[Start of section]

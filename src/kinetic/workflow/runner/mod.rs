// SPDX-License-Identifier: MIT

//! Superstep runner
//!
//! A `Workflow` pairs an immutable graph with runner configuration and an
//! optional checkpoint storage. Each call to `start` creates an independent
//! `WorkflowRun` that owns its `RunState`; concurrent runs share only the
//! graph.

mod run;
mod state;
mod stream;

pub use run::WorkflowRun;
pub use state::{FanInBuffer, Message, PendingRequest, RunState};
pub use stream::{EventStream, RunHandle};

use serde_json::Value;
use std::fmt;
use std::sync::Arc;
use uuid::Uuid;

use crate::adk::error::Result;
use crate::kinetic::workflow::checkpoint::{Checkpoint, CheckpointStorage};
use crate::kinetic::workflow::config::RunnerConfig;
use crate::kinetic::workflow::graph::Graph;

/// A runnable workflow
#[derive(Clone)]
pub struct Workflow {
    id: String,
    graph: Arc<Graph>,
    config: RunnerConfig,
    checkpoints: Option<Arc<dyn CheckpointStorage>>,
}

impl Workflow {
    pub fn new(id: impl Into<String>, graph: Graph) -> Self {
        Self {
            id: id.into(),
            graph: Arc::new(graph),
            config: RunnerConfig::default(),
            checkpoints: None,
        }
    }

    pub fn with_config(mut self, config: RunnerConfig) -> Self {
        self.config = config;
        self
    }

    pub fn with_checkpoint_storage(mut self, storage: Arc<dyn CheckpointStorage>) -> Self {
        self.checkpoints = Some(storage);
        self
    }

    pub fn id(&self) -> &str {
        &self.id
    }

    pub fn graph(&self) -> &Arc<Graph> {
        &self.graph
    }

    pub fn config(&self) -> &RunnerConfig {
        &self.config
    }

    pub fn checkpoint_storage(&self) -> Option<&Arc<dyn CheckpointStorage>> {
        self.checkpoints.as_ref()
    }

    /// Create a fresh run that has not received input yet
    pub fn start(&self) -> WorkflowRun {
        let state = RunState::new(Uuid::new_v4().to_string(), self.graph.state_schema());
        WorkflowRun::new(self.clone(), state, false)
    }

    /// Run to a terminal status and return the run with its events and outputs
    pub async fn run(&self, input: Value) -> Result<WorkflowRun> {
        let mut run = self.start();
        run.run(input).await?;
        Ok(run)
    }

    /// Rebuild a run from a checkpoint without advancing it
    ///
    /// Fails with `IncompatibleGraph` when the checkpoint was taken on a
    /// graph with a different signature.
    pub async fn restore(&self, checkpoint_id: &str) -> Result<WorkflowRun> {
        let storage = self.require_storage()?;
        let checkpoint = Checkpoint::load(storage.as_ref(), checkpoint_id, &self.graph).await?;
        log::info!(
            "Restored run {} of workflow '{}' at superstep {} from checkpoint {}",
            checkpoint.state.run_id,
            self.id,
            checkpoint.state.superstep,
            checkpoint_id
        );
        let mut run = WorkflowRun::new(self.clone(), checkpoint.state, true);
        run.set_last_checkpoint(checkpoint.id);
        Ok(run)
    }

    /// Restore from a checkpoint and continue executing supersteps
    pub async fn resume(&self, checkpoint_id: &str) -> Result<WorkflowRun> {
        let mut run = self.restore(checkpoint_id).await?;
        run.resume().await?;
        Ok(run)
    }

    pub async fn list_checkpoints(&self) -> Result<Vec<String>> {
        Ok(self.require_storage()?.list(&self.id).await?)
    }

    fn require_storage(&self) -> Result<&Arc<dyn CheckpointStorage>> {
        self.checkpoints.as_ref().ok_or_else(|| {
            crate::adk::error::KineticError::config(format!(
                "workflow '{}' has no checkpoint storage attached",
                self.id
            ))
        })
    }
}

impl fmt::Debug for Workflow {
    fn fmt(&self, f: &mut fmt::Formatter<'_>) -> fmt::Result {
        f.debug_struct("Workflow")
            .field("id", &self.id)
            .field("graph", &self.graph)
            .field("config", &self.config)
            .field("checkpoints", &self.checkpoints.is_some())
            .finish()
    }
}
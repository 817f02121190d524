//! Condition expression evaluator
//!
//! Paths resolve against the output being routed: `output` is the whole
//! payload, `output.a.b` and `a.b` both address a nested field.

use super::ast::{CompareOp, Comparison, Expression, Literal};
use serde_json::Value;

/// Evaluate a condition expression against an executor output
pub fn evaluate(expr: &Expression, output: &Value) -> bool {
    match expr {
        Expression::Const(value) => *value,
        Expression::Compare(comparison) => holds(comparison, output),
        Expression::Truthy(path) => is_truthy(resolve_path(output, path)),
        Expression::And(left, right) => evaluate(left, output) && evaluate(right, output),
        Expression::Or(left, right) => evaluate(left, output) || evaluate(right, output),
        Expression::Not(inner) => !evaluate(inner, output),
    }
}

/// Resolve a dotted path inside an output payload
pub fn resolve_path<'a>(output: &'a Value, path: &str) -> Option<&'a Value> {
    let rest = match path {
        "output" => return Some(output),
        p => p.strip_prefix("output.").unwrap_or(p),
    };

    rest.split('.').try_fold(output, |current, part| match current {
        Value::Array(items) => items.get(part.parse::<usize>().ok()?),
        other => other.get(part),
    })
}

fn holds(comparison: &Comparison, output: &Value) -> bool {
    let value = resolve_path(output, &comparison.path);
    let literal = &comparison.literal;

    let result = match comparison.op {
        CompareOp::Eq => literal.matches(value),
        CompareOp::NotEq => !literal.matches(value),
        CompareOp::Contains => contains(value, literal),
        op => {
            let (Some(actual), Some(bound)) = (value.and_then(Value::as_f64), literal.as_number())
            else {
                return false;
            };
            match op {
                CompareOp::Gt => actual > bound,
                CompareOp::Gte => actual >= bound,
                CompareOp::Lt => actual < bound,
                _ => actual <= bound,
            }
        }
    };
    log::trace!(
        "{} {} {} -> {}",
        comparison.path,
        comparison.op,
        literal,
        result
    );
    result
}

fn contains(value: Option<&Value>, literal: &Literal) -> bool {
    match (value, literal) {
        (Some(Value::String(text)), Literal::String(needle)) => text.contains(needle.as_str()),
        (Some(Value::Array(items)), _) => items.iter().any(|item| literal.matches(Some(item))),
        _ => false,
    }
}

fn is_truthy(value: Option<&Value>) -> bool {
    match value {
        None | Some(Value::Null) => false,
        Some(Value::Bool(b)) => *b,
        Some(Value::Number(n)) => n.as_f64().is_some_and(|f| f != 0.0),
        Some(Value::String(s)) => !s.is_empty(),
        Some(Value::Array(a)) => !a.is_empty(),
        Some(Value::Object(o)) => !o.is_empty(),
    }
}
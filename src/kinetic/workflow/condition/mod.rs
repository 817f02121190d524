// SPDX-License-Identifier: MIT

//! Condition evaluation for conditional edges
//!
//! Conditions are simple expressions over the output being routed:
//! - `output == 'go'`
//! - `confidence > 0.8`
//! - `intent == 'bug' and (priority > 3 or not triaged)`

mod ast;
mod evaluator;
mod parser;

pub use ast::{CompareOp, Comparison, Expression, Literal};
pub use evaluator::{evaluate, resolve_path};
pub use parser::parse;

[End of section]

## Brief
Repeat the full set of records exactly.

## Reply
filename src/kinetic/workflow/runner/mod.rs
// SPDX-License-Identifier: MIT

//! Superstep runner
//!
//! A `Workflow` pairs an immutable graph with runner configuration and an
//! optional checkpoint storage. Each call to `start` creates an independent
//! `WorkflowRun` that owns its `RunState`; concurrent runs share only the
//! graph.

mod run;
mod state;
mod stream;

pub use run::WorkflowRun;
pub use state::{FanInBuffer, Message, PendingRequest, RunState};
pub use stream::{EventStream, RunHandle};

use serde_json::Value;
use std::fmt;
use std::sync::Arc;
use uuid::Uuid;

use crate::adk::error::Result;
use crate::kinetic::workflow::checkpoint::{Checkpoint, CheckpointStorage};
use crate::kinetic::workflow::config::RunnerConfig;
use crate::kinetic::workflow::graph::Graph;

/// A runnable workflow
#[derive(Clone)]
pub struct Workflow {
    id: String,
    graph: Arc<Graph>,
    config: RunnerConfig,
    checkpoints: Option<Arc<dyn CheckpointStorage>>,
}

impl Workflow {
    pub fn new(id: impl Into<String>, graph: Graph) -> Self {
        Self {
            id: id.into(),
            graph: Arc::new(graph),
            config: RunnerConfig::default(),
            checkpoints: None,
        }
    }

    pub fn with_config(mut self, config: RunnerConfig) -> Self {
        self.config = config;
        self
    }

    pub fn with_checkpoint_storage(mut self, storage: Arc<dyn CheckpointStorage>) -> Self {
        self.checkpoints = Some(storage);
        self
    }

    pub fn id(&self) -> &str {
        &self.id
    }

    pub fn graph(&self) -> &Arc<Graph> {
        &self.graph
    }

    pub fn config(&self) -> &RunnerConfig {
        &self.config
    }

    pub fn checkpoint_storage(&self) -> Option<&Arc<dyn CheckpointStorage>> {
        self.checkpoints.as_ref()
    }

    /// Create a fresh run that has not received input yet
    pub fn start(&self) -> WorkflowRun {
        let state = RunState::new(Uuid::new_v4().to_string(), self.graph.state_schema());
        WorkflowRun::new(self.clone(), state, false)
    }

    /// Run to a terminal status and return the run with its events and outputs
    pub async fn run(&self, input: Value) -> Result<WorkflowRun> {
        let mut run = self.start();
        run.run(input).await?;
        Ok(run)
    }

    /// Rebuild a run from a checkpoint without advancing it
    ///
    /// Fails with `IncompatibleGraph` when the checkpoint was taken on a
    /// graph with a different signature.
    pub async fn restore(&self, checkpoint_id: &str) -> Result<WorkflowRun> {
        let storage = self.require_storage()?;
        let checkpoint = Checkpoint::load(storage.as_ref(), checkpoint_id, &self.graph).await?;
        log::info!(
            "Restored run {} of workflow '{}' at superstep {} from checkpoint {}",
            checkpoint.state.run_id,
            self.id,
            checkpoint.state.superstep,
            checkpoint_id
        );
        let mut run = WorkflowRun::new(self.clone(), checkpoint.state, true);
        run.set_last_checkpoint(checkpoint.id);
        Ok(run)
    }

    /// Restore from a checkpoint and continue executing supersteps
    pub async fn resume(&self, checkpoint_id: &str) -> Result<WorkflowRun> {
        let mut run = self.restore(checkpoint_id).await?;
        run.resume().await?;
        Ok(run)
    }

    pub async fn list_checkpoints(&self) -> Result<Vec<String>> {
        Ok(self.require_storage()?.list(&self.id).await?)
    }

    fn require_storage(&self) -> Result<&Arc<dyn CheckpointStorage>> {
        self.checkpoints.as_ref().ok_or_else(|| {
            crate::adk::error::KineticError::config(format!(
                "workflow '{}' has no checkpoint storage attached",
                self.id
            ))
        })
    }
}

impl fmt::Debug for Workflow {
    fn fmt(&self, f: &mut fmt::Formatter<'_>) -> fmt::Result {
        f.debug_struct("Workflow")
            .field("id", &self.id)
            .field("graph", &self.graph)
            .field("config", &self.config)
            .field("checkpoints", &self.checkpoints.is_some())
            .finish()
    }
}
repository 817f02121190d524
//! Condition expression evaluator
//!
//! Paths resolve against the output being routed: `output` is the whole
//! payload, `output.a.b` and `a.b` both address a nested field.

use super::ast::{CompareOp, Comparison, Expression, Literal};
use serde_json::Value;

/// Evaluate a condition expression against an executor output
pub fn evaluate(expr: &Expression, output: &Value) -> bool {
    match expr {
        Expression::Const(value) => *value,
        Expression::Compare(comparison) => holds(comparison, output),
        Expression::Truthy(path) => is_truthy(resolve_path(output, path)),
        Expression::And(left, right) => evaluate(left, output) && evaluate(right, output),
        Expression::Or(left, right) => evaluate(left, output) || evaluate(right, output),
        Expression::Not(inner) => !evaluate(inner, output),
    }
}

/// Resolve a dotted path inside an output payload
pub fn resolve_path<'a>(output: &'a Value, path: &str) -> Option<&'a Value> {
    let rest = match path {
        "output" => return Some(output),
        p => p.strip_prefix("output.").unwrap_or(p),
    };

    rest.split('.').try_fold(output, |current, part| match current {
        Value::Array(items) => items.get(part.parse::<usize>().ok()?),
        other => other.get(part),
    })
}

fn holds(comparison: &Comparison, output: &Value) -> bool {
    let value = resolve_path(output, &comparison.path);
    let literal = &comparison.literal;

    let result = match comparison.op {
        CompareOp::Eq => literal.matches(value),
        CompareOp::NotEq => !literal.matches(value),
        CompareOp::Contains => contains(value, literal),
        op => {
            let (Some(actual), Some(bound)) = (value.and_then(Value::as_f64), literal.as_number())
            else {
                return false;
            };
            match op {
                CompareOp::Gt => actual > bound,
                CompareOp::Gte => actual >= bound,
                CompareOp::Lt => actual < bound,
                _ => actual <= bound,
            }
        }
    };
    log::trace!(
        "{} {} {} -> {}",
        comparison.path,
        comparison.op,
        literal,
        result
    );
    result
}

fn contains(value: Option<&Value>, literal: &Literal) -> bool {
    match (value, literal) {
        (Some(Value::String(text)), Literal::String(needle)) => text.contains(needle.as_str()),
        (Some(Value::Array(items)), _) => items.iter().any(|item| literal.matches(Some(item))),
        _ => false,
    }
}

fn is_truthy(value: Option<&Value>) -> bool {
    match value {
        None | Some(Value::Null) => false,
        Some(Value::Bool(b)) => *b,
        Some(Value::Number(n)) => n.as_f64().is_some_and(|f| f != 0.0),
        Some(Value::String(s)) => !s.is_empty(),
        Some(Value::Array(a)) => !a.is_empty(),
        Some(Value::Object(o)) => !o.is_empty(),
    }
}
filename src/kinetic/workflow/condition/mod.rs
repository 817f02121190d524
// SPDX-License-Identifier: MIT

//! Condition evaluation for conditional edges
//!
//! Conditions are simple expressions over the output being routed:
//! - `output == 'go'`
//! - `confidence > 0.8`
//! - `intent == 'bug' and (priority > 3 or not triaged)`

mod ast;
mod evaluator;
mod parser;

pub use ast::{CompareOp, Comparison, Expression, Literal};
pub use evaluator::{evaluate, resolve_path};
pub use parser::parse;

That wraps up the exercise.